*** Begin section ***

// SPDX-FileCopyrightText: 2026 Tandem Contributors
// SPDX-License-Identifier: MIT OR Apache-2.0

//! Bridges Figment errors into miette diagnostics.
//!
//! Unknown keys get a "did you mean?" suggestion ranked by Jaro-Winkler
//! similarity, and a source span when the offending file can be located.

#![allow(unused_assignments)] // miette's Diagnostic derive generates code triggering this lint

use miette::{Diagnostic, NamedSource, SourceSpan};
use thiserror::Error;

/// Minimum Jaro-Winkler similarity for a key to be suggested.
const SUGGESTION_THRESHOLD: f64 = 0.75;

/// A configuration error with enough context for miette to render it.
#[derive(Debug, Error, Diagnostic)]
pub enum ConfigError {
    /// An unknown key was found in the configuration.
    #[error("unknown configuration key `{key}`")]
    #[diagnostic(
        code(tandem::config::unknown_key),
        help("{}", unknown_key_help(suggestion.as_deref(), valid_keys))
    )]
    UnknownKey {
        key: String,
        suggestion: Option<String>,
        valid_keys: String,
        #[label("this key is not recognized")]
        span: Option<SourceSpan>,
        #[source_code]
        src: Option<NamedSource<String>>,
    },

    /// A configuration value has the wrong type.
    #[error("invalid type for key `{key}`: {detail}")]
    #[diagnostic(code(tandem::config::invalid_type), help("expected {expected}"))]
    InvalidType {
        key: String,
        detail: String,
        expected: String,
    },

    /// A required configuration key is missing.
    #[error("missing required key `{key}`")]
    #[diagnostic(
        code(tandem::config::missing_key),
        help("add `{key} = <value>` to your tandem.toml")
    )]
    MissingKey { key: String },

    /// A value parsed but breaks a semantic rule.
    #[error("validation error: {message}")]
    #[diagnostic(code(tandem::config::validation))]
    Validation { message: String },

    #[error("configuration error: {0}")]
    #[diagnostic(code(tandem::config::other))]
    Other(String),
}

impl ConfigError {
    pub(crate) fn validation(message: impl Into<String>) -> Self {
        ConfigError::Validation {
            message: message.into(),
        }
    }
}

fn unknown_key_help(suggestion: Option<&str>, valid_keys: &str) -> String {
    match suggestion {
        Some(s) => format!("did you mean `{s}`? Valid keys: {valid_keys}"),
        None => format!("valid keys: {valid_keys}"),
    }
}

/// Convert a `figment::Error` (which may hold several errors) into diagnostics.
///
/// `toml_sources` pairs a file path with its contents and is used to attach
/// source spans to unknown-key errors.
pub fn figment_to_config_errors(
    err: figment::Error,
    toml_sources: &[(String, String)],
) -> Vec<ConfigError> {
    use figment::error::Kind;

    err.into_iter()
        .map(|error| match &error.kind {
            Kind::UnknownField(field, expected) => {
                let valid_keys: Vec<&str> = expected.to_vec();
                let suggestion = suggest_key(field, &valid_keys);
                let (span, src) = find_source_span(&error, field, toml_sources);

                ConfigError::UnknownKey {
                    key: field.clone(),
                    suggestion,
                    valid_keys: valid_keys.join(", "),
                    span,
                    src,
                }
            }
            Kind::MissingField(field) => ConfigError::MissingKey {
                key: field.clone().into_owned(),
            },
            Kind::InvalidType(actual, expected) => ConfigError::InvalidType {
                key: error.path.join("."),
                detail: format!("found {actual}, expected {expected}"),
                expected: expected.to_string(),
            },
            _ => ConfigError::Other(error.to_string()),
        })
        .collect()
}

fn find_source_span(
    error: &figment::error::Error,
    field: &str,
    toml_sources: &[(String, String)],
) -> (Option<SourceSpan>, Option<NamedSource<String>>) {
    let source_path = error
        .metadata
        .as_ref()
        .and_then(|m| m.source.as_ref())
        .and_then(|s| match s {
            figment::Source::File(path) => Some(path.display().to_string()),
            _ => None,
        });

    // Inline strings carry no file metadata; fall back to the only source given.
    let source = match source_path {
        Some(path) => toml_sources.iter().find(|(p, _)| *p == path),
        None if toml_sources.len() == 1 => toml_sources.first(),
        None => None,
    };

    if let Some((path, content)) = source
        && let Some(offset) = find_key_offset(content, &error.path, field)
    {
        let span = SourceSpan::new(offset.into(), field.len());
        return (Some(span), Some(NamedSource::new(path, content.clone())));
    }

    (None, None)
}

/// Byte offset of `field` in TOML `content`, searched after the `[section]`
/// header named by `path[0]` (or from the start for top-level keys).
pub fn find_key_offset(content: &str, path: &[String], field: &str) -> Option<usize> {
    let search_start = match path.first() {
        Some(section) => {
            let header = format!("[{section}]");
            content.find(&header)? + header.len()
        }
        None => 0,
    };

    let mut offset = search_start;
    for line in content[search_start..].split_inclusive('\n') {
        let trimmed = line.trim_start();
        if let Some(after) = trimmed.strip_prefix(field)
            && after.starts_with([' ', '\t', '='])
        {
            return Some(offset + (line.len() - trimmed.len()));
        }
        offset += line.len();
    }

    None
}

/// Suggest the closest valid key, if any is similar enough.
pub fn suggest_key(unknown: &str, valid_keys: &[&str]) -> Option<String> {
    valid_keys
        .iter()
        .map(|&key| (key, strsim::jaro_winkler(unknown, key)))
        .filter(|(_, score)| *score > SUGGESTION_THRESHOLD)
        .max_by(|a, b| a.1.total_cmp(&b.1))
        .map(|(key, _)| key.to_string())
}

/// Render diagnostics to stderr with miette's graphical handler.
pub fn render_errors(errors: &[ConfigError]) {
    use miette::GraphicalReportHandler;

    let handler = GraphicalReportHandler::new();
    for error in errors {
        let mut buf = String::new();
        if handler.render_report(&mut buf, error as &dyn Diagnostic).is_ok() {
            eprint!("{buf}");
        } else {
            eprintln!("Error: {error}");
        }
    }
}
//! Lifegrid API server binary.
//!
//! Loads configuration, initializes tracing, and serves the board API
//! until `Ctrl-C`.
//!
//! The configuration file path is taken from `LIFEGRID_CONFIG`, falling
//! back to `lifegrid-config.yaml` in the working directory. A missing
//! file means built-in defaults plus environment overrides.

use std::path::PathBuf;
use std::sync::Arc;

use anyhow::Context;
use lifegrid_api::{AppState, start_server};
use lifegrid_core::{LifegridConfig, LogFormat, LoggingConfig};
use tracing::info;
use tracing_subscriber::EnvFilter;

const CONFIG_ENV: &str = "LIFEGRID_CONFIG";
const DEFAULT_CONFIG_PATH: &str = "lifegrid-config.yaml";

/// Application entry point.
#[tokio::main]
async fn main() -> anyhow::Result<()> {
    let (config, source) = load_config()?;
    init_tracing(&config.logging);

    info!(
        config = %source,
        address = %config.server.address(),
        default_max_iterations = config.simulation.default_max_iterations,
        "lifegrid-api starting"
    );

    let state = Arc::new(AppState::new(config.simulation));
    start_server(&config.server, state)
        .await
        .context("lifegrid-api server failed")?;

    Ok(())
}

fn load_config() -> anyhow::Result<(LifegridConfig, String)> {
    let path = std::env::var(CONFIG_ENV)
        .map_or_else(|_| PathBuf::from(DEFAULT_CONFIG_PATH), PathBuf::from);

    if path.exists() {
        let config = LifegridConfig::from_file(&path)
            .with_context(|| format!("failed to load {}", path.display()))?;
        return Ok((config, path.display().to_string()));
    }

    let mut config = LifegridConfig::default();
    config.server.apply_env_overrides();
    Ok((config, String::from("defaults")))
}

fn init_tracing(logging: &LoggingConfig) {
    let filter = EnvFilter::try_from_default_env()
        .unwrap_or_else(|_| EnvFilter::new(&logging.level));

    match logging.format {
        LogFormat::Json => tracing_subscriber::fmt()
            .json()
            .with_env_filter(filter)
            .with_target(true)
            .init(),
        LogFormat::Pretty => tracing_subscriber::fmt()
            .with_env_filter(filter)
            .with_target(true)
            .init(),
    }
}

*** End section ***

» **EXERCISE GOAL**: Write out the whole listing above once more, exactly.

» **FINAL ANSWER**:
// SPDX-FileCopyrightText: 2026 Tandem Contributors
// SPDX-License-Identifier: MIT OR Apache-2.0

//! Bridges Figment errors into miette diagnostics.
//!
//! Unknown keys get a "did you mean?" suggestion ranked by Jaro-Winkler
//! similarity, and a source span when the offending file can be located.

#![allow(unused_assignments)] // miette's Diagnostic derive generates code triggering this lint

use miette::{Diagnostic, NamedSource, SourceSpan};
use thiserror::Error;

/// Minimum Jaro-Winkler similarity for a key to be suggested.
const SUGGESTION_THRESHOLD: f64 = 0.75;

/// A configuration error with enough context for miette to render it.
#[derive(Debug, Error, Diagnostic)]
pub enum ConfigError {
    /// An unknown key was found in the configuration.
    #[error("unknown configuration key `{key}`")]
    #[diagnostic(
        code(tandem::config::unknown_key),
        help("{}", unknown_key_help(suggestion.as_deref(), valid_keys))
    )]
    UnknownKey {
        key: String,
        suggestion: Option<String>,
        valid_keys: String,
        #[label("this key is not recognized")]
        span: Option<SourceSpan>,
        #[source_code]
        src: Option<NamedSource<String>>,
    },

    /// A configuration value has the wrong type.
    #[error("invalid type for key `{key}`: {detail}")]
    #[diagnostic(code(tandem::config::invalid_type), help("expected {expected}"))]
    InvalidType {
        key: String,
        detail: String,
        expected: String,
    },

    /// A required configuration key is missing.
    #[error("missing required key `{key}`")]
    #[diagnostic(
        code(tandem::config::missing_key),
        help("add `{key} = <value>` to your tandem.toml")
    )]
    MissingKey { key: String },

    /// A value parsed but breaks a semantic rule.
    #[error("validation error: {message}")]
    #[diagnostic(code(tandem::config::validation))]
    Validation { message: String },

    #[error("configuration error: {0}")]
    #[diagnostic(code(tandem::config::other))]
    Other(String),
}

impl ConfigError {
    pub(crate) fn validation(message: impl Into<String>) -> Self {
        ConfigError::Validation {
            message: message.into(),
        }
    }
}

fn unknown_key_help(suggestion: Option<&str>, valid_keys: &str) -> String {
    match suggestion {
        Some(s) => format!("did you mean `{s}`? Valid keys: {valid_keys}"),
        None => format!("valid keys: {valid_keys}"),
    }
}

/// Convert a `figment::Error` (which may hold several errors) into diagnostics.
///
/// `toml_sources` pairs a file path with its contents and is used to attach
/// source spans to unknown-key errors.
pub fn figment_to_config_errors(
    err: figment::Error,
    toml_sources: &[(String, String)],
) -> Vec<ConfigError> {
    use figment::error::Kind;

    err.into_iter()
        .map(|error| match &error.kind {
            Kind::UnknownField(field, expected) => {
                let valid_keys: Vec<&str> = expected.to_vec();
                let suggestion = suggest_key(field, &valid_keys);
                let (span, src) = find_source_span(&error, field, toml_sources);

                ConfigError::UnknownKey {
                    key: field.clone(),
                    suggestion,
                    valid_keys: valid_keys.join(", "),
                    span,
                    src,
                }
            }
            Kind::MissingField(field) => ConfigError::MissingKey {
                key: field.clone().into_owned(),
            },
            Kind::InvalidType(actual, expected) => ConfigError::InvalidType {
                key: error.path.join("."),
                detail: format!("found {actual}, expected {expected}"),
                expected: expected.to_string(),
            },
            _ => ConfigError::Other(error.to_string()),
        })
        .collect()
}

fn find_source_span(
    error: &figment::error::Error,
    field: &str,
    toml_sources: &[(String, String)],
) -> (Option<SourceSpan>, Option<NamedSource<String>>) {
    let source_path = error
        .metadata
        .as_ref()
        .and_then(|m| m.source.as_ref())
        .and_then(|s| match s {
            figment::Source::File(path) => Some(path.display().to_string()),
            _ => None,
        });

    // Inline strings carry no file metadata; fall back to the only source given.
    let source = match source_path {
        Some(path) => toml_sources.iter().find(|(p, _)| *p == path),
        None if toml_sources.len() == 1 => toml_sources.first(),
        None => None,
    };

    if let Some((path, content)) = source
        && let Some(offset) = find_key_offset(content, &error.path, field)
    {
        let span = SourceSpan::new(offset.into(), field.len());
        return (Some(span), Some(NamedSource::new(path, content.clone())));
    }

    (None, None)
}

/// Byte offset of `field` in TOML `content`, searched after the `[section]`
/// header named by `path[0]` (or from the start for top-level keys).
pub fn find_key_offset(content: &str, path: &[String], field: &str) -> Option<usize> {
    let search_start = match path.first() {
        Some(section) => {
            let header = format!("[{section}]");
            content.find(&header)? + header.len()
        }
        None => 0,
    };

    let mut offset = search_start;
    for line in content[search_start..].split_inclusive('\n') {
        let trimmed = line.trim_start();
        if let Some(after) = trimmed.strip_prefix(field)
            && after.starts_with([' ', '\t', '='])
        {
            return Some(offset + (line.len() - trimmed.len()));
        }
        offset += line.len();
    }

    None
}

/// Suggest the closest valid key, if any is similar enough.
pub fn suggest_key(unknown: &str, valid_keys: &[&str]) -> Option<String> {
    valid_keys
        .iter()
        .map(|&key| (key, strsim::jaro_winkler(unknown, key)))
        .filter(|(_, score)| *score > SUGGESTION_THRESHOLD)
        .max_by(|a, b| a.1.total_cmp(&b.1))
        .map(|(key, _)| key.to_string())
}

/// Render diagnostics to stderr with miette's graphical handler.
pub fn render_errors(errors: &[ConfigError]) {
    use miette::GraphicalReportHandler;

    let handler = GraphicalReportHandler::new();
    for error in errors {
        let mut buf = String::new();
        if handler.render_report(&mut buf, error as &dyn Diagnostic).is_ok() {
            eprint!("{buf}");
        } else {
            eprintln!("Error: {error}");
        }
    }
}
//! Lifegrid API server binary.
//!
//! Loads configuration, initializes tracing, and serves the board API
//! until `Ctrl-C`.
//!
//! The configuration file path is taken from `LIFEGRID_CONFIG`, falling
//! back to `lifegrid-config.yaml` in the working directory. A missing
//! file means built-in defaults plus environment overrides.

use std::path::PathBuf;
use std::sync::Arc;

use anyhow::Context;
use lifegrid_api::{AppState, start_server};
use lifegrid_core::{LifegridConfig, LogFormat, LoggingConfig};
use tracing::info;
use tracing_subscriber::EnvFilter;

const CONFIG_ENV: &str = "LIFEGRID_CONFIG";
const DEFAULT_CONFIG_PATH: &str = "lifegrid-config.yaml";

/// Application entry point.
#[tokio::main]
async fn main() -> anyhow::Result<()> {
    let (config, source) = load_config()?;
    init_tracing(&config.logging);

    info!(
        config = %source,
        address = %config.server.address(),
        default_max_iterations = config.simulation.default_max_iterations,
        "lifegrid-api starting"
    );

    let state = Arc::new(AppState::new(config.simulation));
    start_server(&config.server, state)
        .await
        .context("lifegrid-api server failed")?;

    Ok(())
}

fn load_config() -> anyhow::Result<(LifegridConfig, String)> {
    let path = std::env::var(CONFIG_ENV)
        .map_or_else(|_| PathBuf::from(DEFAULT_CONFIG_PATH), PathBuf::from);

    if path.exists() {
        let config = LifegridConfig::from_file(&path)
            .with_context(|| format!("failed to load {}", path.display()))?;
        return Ok((config, path.display().to_string()));
    }

    let mut config = LifegridConfig::default();
    config.server.apply_env_overrides();
    Ok((config, String::from("defaults")))
}

fn init_tracing(logging: &LoggingConfig) {
    let filter = EnvFilter::try_from_default_env()
        .unwrap_or_else(|_| EnvFilter::new(&logging.level));

    match logging.format {
        LogFormat::Json => tracing_subscriber::fmt()
            .json()
            .with_env_filter(filter)
            .with_target(true)
            .init(),
        LogFormat::Pretty => tracing_subscriber::fmt()
            .with_env_filter(filter)
            .with_target(true)
            .init(),
    }
}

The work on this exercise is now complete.